> ASSIGNED TASK: Across the entries below, work out how many lines contain "location". Respond with the number and no other text.

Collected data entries
==================================================
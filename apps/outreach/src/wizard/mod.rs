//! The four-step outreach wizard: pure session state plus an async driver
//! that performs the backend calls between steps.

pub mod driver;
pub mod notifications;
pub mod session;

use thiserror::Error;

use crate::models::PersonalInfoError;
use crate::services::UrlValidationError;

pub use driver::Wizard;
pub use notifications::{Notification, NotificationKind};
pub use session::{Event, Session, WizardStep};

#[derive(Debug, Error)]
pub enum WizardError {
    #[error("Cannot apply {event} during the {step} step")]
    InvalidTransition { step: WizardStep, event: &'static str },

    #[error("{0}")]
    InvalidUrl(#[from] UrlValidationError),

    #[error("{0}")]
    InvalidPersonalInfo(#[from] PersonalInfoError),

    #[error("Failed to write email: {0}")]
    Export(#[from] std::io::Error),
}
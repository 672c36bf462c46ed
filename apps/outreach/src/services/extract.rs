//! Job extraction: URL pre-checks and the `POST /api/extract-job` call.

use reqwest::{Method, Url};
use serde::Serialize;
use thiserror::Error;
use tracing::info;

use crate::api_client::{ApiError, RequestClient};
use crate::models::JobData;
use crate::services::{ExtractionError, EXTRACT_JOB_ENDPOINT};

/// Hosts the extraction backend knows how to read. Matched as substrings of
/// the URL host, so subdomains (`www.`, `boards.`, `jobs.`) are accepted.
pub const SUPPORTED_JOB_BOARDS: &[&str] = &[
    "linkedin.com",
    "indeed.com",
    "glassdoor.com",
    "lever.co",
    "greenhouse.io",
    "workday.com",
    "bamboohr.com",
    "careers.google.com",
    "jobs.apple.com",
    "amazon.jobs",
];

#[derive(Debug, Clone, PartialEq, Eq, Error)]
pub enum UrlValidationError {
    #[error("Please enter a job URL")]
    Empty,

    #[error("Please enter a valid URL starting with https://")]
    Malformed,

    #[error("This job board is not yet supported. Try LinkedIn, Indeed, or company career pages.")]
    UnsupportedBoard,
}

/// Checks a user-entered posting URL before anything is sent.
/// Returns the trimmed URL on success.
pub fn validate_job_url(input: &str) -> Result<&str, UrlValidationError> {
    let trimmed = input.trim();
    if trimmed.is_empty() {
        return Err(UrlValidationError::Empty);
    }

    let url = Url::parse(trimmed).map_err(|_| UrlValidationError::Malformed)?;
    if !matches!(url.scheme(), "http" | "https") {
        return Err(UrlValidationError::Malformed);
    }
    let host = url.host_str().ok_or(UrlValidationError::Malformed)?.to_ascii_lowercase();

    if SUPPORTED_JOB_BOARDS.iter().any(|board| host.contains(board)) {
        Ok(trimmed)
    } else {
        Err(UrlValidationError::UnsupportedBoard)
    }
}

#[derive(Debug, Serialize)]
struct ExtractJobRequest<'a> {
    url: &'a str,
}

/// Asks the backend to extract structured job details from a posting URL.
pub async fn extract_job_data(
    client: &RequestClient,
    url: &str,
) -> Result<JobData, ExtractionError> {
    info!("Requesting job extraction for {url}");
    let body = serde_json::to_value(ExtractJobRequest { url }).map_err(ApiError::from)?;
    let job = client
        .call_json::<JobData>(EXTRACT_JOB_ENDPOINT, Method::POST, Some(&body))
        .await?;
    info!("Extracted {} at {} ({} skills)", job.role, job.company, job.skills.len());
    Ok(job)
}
==================================================
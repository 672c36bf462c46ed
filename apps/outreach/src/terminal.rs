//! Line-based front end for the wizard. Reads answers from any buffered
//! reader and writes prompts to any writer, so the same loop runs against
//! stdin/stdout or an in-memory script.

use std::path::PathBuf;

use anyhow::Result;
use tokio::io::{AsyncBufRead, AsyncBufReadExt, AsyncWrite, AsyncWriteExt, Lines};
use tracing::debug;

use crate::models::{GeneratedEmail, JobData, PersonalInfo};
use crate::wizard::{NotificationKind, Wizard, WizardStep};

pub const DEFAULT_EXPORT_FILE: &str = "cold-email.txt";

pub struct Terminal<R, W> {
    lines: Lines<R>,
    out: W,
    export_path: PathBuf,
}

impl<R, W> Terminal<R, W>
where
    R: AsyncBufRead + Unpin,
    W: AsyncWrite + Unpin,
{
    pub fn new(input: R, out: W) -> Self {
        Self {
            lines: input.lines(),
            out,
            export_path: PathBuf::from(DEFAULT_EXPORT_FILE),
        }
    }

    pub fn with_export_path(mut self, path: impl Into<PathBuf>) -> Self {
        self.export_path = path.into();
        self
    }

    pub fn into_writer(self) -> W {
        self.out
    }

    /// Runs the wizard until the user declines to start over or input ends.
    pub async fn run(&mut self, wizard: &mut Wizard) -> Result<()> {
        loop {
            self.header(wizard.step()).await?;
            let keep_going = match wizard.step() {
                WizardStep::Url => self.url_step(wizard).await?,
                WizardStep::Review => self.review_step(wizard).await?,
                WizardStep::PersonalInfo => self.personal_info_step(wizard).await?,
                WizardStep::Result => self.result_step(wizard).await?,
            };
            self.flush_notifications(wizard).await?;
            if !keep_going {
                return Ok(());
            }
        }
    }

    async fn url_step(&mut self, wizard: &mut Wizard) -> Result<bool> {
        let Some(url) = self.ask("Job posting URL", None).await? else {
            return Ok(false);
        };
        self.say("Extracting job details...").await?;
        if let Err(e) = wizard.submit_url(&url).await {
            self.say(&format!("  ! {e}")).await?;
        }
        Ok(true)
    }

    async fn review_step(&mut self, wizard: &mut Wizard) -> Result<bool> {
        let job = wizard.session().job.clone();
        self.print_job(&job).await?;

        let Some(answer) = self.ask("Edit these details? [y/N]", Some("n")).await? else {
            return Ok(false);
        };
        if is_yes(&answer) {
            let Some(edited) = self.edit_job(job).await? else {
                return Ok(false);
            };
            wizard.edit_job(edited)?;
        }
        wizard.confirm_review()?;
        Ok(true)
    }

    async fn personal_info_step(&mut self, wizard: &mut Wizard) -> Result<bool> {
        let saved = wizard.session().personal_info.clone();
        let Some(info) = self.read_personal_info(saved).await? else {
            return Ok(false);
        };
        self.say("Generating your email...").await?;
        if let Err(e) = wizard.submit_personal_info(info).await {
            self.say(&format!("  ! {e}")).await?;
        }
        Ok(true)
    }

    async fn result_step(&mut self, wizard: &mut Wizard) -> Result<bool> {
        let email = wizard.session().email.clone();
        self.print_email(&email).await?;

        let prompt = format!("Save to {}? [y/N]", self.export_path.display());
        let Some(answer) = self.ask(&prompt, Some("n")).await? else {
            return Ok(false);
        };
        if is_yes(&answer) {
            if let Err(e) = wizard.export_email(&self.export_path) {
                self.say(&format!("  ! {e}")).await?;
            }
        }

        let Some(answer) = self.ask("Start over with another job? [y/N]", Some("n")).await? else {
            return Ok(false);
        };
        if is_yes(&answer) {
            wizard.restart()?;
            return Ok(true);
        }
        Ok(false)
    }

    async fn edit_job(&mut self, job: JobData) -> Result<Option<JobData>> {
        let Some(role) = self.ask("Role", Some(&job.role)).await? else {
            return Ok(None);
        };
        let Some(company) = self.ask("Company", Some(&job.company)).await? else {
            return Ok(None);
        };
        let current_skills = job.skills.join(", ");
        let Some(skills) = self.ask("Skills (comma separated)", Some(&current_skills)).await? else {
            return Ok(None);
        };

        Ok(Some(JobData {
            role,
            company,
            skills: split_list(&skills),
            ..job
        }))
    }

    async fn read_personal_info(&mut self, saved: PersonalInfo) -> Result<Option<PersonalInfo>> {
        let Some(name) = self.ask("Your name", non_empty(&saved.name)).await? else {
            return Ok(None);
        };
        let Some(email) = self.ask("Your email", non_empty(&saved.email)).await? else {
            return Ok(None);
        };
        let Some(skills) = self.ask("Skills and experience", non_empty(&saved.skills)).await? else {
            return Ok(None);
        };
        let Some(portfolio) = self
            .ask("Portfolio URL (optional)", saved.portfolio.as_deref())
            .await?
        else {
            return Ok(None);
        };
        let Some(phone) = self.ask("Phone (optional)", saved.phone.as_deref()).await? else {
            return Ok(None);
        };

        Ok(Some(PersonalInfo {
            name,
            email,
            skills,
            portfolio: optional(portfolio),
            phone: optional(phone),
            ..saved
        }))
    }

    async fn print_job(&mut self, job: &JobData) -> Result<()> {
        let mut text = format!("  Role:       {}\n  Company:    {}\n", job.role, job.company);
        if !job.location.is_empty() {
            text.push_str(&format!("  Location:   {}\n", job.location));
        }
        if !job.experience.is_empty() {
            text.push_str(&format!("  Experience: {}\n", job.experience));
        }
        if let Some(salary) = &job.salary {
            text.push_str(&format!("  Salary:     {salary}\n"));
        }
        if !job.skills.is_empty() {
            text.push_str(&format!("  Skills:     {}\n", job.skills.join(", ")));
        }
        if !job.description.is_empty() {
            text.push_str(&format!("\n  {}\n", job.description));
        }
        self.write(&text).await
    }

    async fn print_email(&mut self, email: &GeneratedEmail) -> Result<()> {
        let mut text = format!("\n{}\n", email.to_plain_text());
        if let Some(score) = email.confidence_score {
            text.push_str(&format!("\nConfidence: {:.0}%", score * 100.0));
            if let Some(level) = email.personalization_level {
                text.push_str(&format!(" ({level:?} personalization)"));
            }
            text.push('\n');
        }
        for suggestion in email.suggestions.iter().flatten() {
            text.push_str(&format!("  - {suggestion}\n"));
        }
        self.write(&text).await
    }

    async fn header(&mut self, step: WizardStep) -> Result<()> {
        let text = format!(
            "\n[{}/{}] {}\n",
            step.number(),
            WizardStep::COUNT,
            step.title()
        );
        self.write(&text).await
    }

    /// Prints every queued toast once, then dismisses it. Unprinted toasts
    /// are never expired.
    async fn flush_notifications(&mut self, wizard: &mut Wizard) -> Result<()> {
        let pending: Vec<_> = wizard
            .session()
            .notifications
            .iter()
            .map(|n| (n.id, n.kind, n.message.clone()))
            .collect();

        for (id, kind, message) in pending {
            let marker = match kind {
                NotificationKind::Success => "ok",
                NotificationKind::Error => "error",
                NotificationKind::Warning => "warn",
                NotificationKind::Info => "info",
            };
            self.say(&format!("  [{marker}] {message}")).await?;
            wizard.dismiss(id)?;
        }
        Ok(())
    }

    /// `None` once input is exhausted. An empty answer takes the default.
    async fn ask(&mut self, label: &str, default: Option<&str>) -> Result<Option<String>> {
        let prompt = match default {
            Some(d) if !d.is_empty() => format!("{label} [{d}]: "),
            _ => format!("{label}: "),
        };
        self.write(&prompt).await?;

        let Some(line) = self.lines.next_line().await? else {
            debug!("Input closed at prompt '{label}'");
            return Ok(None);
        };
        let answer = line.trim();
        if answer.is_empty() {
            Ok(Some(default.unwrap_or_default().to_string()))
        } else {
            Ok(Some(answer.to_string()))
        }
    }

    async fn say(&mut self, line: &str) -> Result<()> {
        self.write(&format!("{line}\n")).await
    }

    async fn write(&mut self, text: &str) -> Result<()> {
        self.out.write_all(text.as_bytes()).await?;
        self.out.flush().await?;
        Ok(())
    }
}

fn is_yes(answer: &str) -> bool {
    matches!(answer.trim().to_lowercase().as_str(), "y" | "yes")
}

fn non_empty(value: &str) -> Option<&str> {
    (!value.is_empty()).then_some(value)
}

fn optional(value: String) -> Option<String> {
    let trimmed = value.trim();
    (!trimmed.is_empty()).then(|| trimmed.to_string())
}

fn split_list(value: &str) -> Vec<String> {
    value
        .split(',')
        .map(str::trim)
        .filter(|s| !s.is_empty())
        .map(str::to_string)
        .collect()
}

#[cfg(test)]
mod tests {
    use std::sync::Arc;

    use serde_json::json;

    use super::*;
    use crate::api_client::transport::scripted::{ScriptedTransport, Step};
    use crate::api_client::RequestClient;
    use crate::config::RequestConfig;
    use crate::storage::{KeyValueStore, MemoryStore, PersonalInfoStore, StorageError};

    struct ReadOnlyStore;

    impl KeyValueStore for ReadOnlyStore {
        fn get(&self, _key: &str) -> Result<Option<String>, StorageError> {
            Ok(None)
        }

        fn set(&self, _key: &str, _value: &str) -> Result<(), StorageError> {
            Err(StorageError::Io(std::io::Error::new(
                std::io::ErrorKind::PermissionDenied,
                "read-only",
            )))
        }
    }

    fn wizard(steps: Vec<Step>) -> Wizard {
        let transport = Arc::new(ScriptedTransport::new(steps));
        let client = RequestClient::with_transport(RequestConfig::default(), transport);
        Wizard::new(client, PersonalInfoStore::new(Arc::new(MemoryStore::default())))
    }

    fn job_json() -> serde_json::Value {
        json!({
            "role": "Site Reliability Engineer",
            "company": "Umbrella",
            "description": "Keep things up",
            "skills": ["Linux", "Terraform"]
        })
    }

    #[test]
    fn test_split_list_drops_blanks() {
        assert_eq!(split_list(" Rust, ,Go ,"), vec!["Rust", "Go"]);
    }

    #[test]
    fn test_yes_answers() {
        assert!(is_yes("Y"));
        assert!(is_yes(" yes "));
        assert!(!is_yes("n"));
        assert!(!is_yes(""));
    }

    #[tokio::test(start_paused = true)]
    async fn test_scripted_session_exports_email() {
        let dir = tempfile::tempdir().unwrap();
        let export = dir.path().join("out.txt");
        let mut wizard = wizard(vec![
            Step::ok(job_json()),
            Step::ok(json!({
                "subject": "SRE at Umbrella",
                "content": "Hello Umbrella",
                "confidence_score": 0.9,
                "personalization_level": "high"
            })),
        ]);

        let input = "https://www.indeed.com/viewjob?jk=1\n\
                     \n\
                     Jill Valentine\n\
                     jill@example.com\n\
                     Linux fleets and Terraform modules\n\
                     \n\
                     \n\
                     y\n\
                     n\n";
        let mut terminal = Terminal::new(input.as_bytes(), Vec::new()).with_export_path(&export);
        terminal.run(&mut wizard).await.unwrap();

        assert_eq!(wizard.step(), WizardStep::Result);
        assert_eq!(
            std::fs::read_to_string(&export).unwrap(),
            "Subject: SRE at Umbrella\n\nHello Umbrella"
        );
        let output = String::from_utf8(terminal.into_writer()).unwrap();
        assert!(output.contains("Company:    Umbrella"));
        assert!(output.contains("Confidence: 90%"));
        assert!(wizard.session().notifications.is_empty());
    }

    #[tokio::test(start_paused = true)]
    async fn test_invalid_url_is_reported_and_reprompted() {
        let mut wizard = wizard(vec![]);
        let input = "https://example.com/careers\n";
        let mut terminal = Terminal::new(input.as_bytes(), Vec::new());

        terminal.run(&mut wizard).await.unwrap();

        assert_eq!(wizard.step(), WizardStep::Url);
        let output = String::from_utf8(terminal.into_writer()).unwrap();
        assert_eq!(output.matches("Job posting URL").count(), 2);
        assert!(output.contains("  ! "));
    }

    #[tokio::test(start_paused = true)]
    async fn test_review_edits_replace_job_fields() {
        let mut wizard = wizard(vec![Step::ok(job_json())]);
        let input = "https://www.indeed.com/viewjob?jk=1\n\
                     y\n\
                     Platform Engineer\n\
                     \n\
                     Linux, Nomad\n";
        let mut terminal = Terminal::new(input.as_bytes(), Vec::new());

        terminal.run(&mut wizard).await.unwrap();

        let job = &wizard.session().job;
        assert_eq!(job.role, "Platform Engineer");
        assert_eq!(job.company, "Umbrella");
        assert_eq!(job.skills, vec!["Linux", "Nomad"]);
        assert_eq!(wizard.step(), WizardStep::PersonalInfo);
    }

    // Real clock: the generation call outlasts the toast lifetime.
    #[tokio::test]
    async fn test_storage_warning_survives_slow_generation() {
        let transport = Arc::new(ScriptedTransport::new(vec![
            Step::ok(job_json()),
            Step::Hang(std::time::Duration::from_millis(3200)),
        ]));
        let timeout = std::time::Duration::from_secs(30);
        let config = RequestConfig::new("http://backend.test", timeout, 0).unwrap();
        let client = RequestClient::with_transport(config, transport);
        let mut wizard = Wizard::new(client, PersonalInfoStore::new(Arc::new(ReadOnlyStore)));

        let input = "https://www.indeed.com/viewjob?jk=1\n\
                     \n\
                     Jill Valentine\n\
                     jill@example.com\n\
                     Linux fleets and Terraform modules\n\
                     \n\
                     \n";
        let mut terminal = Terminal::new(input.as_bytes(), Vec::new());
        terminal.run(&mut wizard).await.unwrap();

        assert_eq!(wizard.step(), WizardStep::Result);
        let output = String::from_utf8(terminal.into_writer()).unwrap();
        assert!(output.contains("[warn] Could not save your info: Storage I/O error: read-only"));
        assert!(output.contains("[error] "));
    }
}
==================================================
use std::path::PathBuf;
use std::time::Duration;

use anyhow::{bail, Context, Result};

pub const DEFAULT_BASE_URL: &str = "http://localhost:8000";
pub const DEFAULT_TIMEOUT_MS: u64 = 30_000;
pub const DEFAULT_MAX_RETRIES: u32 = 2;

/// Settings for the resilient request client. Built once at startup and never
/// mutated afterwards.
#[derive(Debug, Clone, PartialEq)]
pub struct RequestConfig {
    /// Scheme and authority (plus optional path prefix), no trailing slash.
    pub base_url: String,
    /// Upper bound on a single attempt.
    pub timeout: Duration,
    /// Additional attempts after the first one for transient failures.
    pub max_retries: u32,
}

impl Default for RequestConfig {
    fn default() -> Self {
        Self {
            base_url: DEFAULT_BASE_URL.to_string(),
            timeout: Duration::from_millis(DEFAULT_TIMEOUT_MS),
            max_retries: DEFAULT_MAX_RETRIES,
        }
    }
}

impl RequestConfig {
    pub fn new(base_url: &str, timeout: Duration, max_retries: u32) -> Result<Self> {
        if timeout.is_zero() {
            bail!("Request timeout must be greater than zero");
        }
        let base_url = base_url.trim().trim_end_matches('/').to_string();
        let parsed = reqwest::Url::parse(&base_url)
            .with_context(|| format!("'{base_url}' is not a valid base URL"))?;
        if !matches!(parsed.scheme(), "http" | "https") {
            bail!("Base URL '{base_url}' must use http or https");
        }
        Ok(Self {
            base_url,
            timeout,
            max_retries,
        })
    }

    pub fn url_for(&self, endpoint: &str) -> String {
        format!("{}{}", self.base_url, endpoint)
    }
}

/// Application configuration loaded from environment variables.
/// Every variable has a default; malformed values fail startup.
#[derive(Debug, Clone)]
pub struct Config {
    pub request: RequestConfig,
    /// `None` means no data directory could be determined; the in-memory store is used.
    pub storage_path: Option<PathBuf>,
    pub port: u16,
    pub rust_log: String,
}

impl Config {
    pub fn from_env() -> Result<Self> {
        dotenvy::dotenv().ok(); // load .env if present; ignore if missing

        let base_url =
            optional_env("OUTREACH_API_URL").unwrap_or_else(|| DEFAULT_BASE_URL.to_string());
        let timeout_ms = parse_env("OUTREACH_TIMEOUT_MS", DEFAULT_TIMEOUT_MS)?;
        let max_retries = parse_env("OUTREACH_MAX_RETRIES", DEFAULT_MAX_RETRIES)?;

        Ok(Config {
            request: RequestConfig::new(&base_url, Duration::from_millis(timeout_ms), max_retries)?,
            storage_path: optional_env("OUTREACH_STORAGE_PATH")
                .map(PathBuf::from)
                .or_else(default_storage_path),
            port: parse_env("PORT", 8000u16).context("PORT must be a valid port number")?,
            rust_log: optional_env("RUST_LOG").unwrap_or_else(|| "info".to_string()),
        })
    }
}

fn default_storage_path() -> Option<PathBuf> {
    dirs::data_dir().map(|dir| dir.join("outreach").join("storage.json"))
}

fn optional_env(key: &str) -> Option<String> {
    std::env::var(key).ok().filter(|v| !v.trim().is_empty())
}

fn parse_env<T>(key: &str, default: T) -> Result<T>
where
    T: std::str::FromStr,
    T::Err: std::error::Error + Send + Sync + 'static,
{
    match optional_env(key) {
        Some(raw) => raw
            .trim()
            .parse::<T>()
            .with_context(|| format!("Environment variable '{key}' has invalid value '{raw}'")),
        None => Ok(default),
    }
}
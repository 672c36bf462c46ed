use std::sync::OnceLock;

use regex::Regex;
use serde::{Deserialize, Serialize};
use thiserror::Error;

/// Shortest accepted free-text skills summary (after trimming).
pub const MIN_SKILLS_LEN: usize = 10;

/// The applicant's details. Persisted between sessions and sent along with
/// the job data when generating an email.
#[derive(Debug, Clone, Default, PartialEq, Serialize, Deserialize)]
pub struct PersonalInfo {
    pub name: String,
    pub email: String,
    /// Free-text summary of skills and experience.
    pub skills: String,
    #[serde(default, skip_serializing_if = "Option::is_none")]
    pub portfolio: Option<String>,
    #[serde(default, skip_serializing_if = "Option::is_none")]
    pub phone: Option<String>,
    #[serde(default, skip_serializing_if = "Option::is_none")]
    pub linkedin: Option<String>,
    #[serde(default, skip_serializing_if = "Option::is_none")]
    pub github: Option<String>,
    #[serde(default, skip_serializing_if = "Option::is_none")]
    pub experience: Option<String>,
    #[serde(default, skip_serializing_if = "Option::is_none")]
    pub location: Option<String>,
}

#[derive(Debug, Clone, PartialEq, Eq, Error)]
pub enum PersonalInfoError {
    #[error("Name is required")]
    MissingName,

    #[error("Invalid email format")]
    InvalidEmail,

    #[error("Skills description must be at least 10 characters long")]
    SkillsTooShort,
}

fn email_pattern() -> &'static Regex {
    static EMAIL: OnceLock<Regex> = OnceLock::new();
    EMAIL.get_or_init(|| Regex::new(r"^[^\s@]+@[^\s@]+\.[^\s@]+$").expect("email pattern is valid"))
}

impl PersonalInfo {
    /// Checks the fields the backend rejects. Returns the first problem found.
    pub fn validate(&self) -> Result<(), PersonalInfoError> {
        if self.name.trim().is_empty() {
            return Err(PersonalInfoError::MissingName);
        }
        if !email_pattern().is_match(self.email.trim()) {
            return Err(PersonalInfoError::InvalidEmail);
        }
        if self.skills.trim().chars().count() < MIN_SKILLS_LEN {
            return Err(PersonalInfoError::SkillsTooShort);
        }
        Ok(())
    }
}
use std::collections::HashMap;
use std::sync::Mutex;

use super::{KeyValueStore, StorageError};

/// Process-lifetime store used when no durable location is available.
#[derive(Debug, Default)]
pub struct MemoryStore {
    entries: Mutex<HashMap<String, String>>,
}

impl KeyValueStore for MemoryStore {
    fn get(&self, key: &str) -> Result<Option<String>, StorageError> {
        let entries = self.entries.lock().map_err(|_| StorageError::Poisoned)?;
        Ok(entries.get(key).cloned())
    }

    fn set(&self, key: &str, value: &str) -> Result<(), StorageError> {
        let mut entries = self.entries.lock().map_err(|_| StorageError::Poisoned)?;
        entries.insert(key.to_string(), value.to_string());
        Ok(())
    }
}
==================================================
> ANSWER BOX: 4